▶ Records from a dataset:
────────────────────

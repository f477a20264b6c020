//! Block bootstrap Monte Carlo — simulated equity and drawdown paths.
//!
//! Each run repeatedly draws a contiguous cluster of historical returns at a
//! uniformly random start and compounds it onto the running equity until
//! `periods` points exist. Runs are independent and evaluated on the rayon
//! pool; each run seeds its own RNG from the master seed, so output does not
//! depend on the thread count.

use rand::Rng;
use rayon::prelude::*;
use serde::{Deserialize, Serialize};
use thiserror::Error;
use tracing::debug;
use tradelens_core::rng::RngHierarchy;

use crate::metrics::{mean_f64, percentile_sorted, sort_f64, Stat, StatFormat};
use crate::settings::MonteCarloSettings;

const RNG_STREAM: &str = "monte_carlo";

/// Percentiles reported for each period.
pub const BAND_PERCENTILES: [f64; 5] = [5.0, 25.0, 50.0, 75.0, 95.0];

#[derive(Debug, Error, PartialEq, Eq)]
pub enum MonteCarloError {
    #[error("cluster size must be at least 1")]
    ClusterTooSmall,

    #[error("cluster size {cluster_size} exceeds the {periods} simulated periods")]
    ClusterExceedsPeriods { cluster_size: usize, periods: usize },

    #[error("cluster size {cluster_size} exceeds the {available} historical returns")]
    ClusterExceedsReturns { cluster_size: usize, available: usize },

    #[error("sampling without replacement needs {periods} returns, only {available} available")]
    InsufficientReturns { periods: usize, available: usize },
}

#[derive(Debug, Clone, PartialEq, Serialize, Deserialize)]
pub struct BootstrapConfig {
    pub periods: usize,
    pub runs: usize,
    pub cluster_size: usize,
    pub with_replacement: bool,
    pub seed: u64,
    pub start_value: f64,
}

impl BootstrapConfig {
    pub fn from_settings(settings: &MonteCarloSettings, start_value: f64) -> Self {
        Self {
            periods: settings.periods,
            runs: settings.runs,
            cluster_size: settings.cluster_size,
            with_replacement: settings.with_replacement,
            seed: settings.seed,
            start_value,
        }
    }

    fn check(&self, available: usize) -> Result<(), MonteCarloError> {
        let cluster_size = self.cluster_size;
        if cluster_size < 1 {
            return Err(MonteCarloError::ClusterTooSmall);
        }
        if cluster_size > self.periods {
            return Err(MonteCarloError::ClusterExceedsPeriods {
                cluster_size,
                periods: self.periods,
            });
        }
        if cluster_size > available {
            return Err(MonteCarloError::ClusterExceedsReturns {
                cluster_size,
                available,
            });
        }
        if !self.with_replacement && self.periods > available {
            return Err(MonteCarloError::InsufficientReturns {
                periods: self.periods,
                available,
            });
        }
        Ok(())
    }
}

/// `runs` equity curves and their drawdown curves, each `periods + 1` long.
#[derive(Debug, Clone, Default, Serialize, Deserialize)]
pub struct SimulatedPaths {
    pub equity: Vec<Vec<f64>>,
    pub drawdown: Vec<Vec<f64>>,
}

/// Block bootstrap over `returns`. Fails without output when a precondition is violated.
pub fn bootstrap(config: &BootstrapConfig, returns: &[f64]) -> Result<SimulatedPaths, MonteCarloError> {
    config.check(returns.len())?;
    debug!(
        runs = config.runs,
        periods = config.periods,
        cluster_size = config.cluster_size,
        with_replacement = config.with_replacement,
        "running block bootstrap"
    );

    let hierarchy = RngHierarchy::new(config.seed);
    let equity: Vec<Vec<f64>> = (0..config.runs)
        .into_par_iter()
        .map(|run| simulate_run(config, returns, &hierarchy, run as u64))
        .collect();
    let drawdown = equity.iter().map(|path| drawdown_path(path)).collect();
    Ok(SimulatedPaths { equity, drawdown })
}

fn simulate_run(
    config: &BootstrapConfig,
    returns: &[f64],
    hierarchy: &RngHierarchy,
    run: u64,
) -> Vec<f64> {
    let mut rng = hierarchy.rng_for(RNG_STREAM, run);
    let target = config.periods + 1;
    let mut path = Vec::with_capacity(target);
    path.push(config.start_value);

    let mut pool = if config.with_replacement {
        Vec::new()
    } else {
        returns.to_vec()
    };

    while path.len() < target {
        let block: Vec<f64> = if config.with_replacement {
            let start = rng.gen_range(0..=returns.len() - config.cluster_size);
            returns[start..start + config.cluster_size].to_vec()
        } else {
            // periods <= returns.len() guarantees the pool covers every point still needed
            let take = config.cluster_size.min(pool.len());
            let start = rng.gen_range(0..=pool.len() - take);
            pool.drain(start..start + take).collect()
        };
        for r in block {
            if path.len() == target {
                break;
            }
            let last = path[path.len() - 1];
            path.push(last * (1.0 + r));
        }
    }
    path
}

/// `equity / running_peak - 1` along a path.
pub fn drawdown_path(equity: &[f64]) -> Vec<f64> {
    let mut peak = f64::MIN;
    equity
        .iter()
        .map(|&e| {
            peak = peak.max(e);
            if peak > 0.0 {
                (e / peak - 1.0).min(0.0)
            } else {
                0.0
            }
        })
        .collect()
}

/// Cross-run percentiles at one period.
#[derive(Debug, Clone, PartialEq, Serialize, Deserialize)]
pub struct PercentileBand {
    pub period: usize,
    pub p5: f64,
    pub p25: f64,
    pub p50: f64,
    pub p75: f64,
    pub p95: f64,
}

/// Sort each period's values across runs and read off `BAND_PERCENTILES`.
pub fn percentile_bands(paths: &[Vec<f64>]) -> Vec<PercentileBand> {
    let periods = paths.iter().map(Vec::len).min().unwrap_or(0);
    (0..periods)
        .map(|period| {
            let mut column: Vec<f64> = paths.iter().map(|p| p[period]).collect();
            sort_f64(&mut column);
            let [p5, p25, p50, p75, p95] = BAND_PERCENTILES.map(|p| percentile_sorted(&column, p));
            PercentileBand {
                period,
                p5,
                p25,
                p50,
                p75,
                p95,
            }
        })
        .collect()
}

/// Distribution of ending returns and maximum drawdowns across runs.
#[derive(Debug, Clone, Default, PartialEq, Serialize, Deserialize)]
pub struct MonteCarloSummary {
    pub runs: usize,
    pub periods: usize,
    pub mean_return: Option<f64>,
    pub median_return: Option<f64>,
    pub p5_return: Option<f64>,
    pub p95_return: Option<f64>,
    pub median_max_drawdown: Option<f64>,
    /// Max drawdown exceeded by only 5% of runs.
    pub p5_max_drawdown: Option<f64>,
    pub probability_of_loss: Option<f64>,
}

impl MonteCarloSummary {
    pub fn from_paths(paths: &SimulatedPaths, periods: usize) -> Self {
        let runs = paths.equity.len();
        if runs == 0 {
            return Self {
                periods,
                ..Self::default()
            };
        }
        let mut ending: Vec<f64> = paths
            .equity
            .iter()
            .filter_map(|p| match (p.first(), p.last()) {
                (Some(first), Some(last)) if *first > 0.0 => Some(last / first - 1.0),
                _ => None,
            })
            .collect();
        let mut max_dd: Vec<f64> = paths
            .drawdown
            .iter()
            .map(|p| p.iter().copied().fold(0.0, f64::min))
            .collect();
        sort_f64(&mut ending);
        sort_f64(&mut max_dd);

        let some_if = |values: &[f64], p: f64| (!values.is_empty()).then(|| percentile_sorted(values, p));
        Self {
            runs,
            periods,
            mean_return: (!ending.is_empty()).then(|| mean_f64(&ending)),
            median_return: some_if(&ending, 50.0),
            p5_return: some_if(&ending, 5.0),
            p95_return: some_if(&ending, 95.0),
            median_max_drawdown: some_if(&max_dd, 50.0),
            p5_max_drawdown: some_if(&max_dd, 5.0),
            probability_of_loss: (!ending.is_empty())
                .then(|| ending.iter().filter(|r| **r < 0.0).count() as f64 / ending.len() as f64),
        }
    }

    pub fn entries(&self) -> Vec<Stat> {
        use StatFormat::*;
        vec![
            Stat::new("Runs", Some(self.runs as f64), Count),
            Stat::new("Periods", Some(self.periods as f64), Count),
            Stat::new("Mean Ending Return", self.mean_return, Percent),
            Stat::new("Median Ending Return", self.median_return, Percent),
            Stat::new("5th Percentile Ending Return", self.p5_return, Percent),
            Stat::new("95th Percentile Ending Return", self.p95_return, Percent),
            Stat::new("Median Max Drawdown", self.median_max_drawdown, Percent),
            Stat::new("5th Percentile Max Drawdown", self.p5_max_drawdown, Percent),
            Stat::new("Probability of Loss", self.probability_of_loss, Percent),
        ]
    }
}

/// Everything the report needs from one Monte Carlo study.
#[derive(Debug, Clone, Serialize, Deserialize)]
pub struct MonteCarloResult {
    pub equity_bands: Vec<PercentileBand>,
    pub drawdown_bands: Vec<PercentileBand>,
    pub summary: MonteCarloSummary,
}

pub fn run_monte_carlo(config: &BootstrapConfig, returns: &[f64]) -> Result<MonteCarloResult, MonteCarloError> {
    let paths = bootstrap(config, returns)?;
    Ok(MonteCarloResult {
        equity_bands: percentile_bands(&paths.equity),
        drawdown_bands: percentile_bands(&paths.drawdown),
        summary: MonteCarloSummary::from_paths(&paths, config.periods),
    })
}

────────────────────

▶ Exercise details:
Starting at the line above that holds "let hierarchy = RngHierarchy::new(config.seed);" and ending at the line that holds "let take = config.cluster_size.min(pool.len());", transcribe each line exactly and include no other lines.

▶ Result of this task:
    let hierarchy = RngHierarchy::new(config.seed);
    let equity: Vec<Vec<f64>> = (0..config.runs)
        .into_par_iter()
        .map(|run| simulate_run(config, returns, &hierarchy, run as u64))
        .collect();
    let drawdown = equity.iter().map(|path| drawdown_path(path)).collect();
    Ok(SimulatedPaths { equity, drawdown })
}

fn simulate_run(
    config: &BootstrapConfig,
    returns: &[f64],
    hierarchy: &RngHierarchy,
    run: u64,
) -> Vec<f64> {
    let mut rng = hierarchy.rng_for(RNG_STREAM, run);
    let target = config.periods + 1;
    let mut path = Vec::with_capacity(target);
    path.push(config.start_value);

    let mut pool = if config.with_replacement {
        Vec::new()
    } else {
        returns.to_vec()
    };

    while path.len() < target {
        let block: Vec<f64> = if config.with_replacement {
            let start = rng.gen_range(0..=returns.len() - config.cluster_size);
            returns[start..start + config.cluster_size].to_vec()
        } else {
            // periods <= returns.len() guarantees the pool covers every point still needed
            let take = config.cluster_size.min(pool.len());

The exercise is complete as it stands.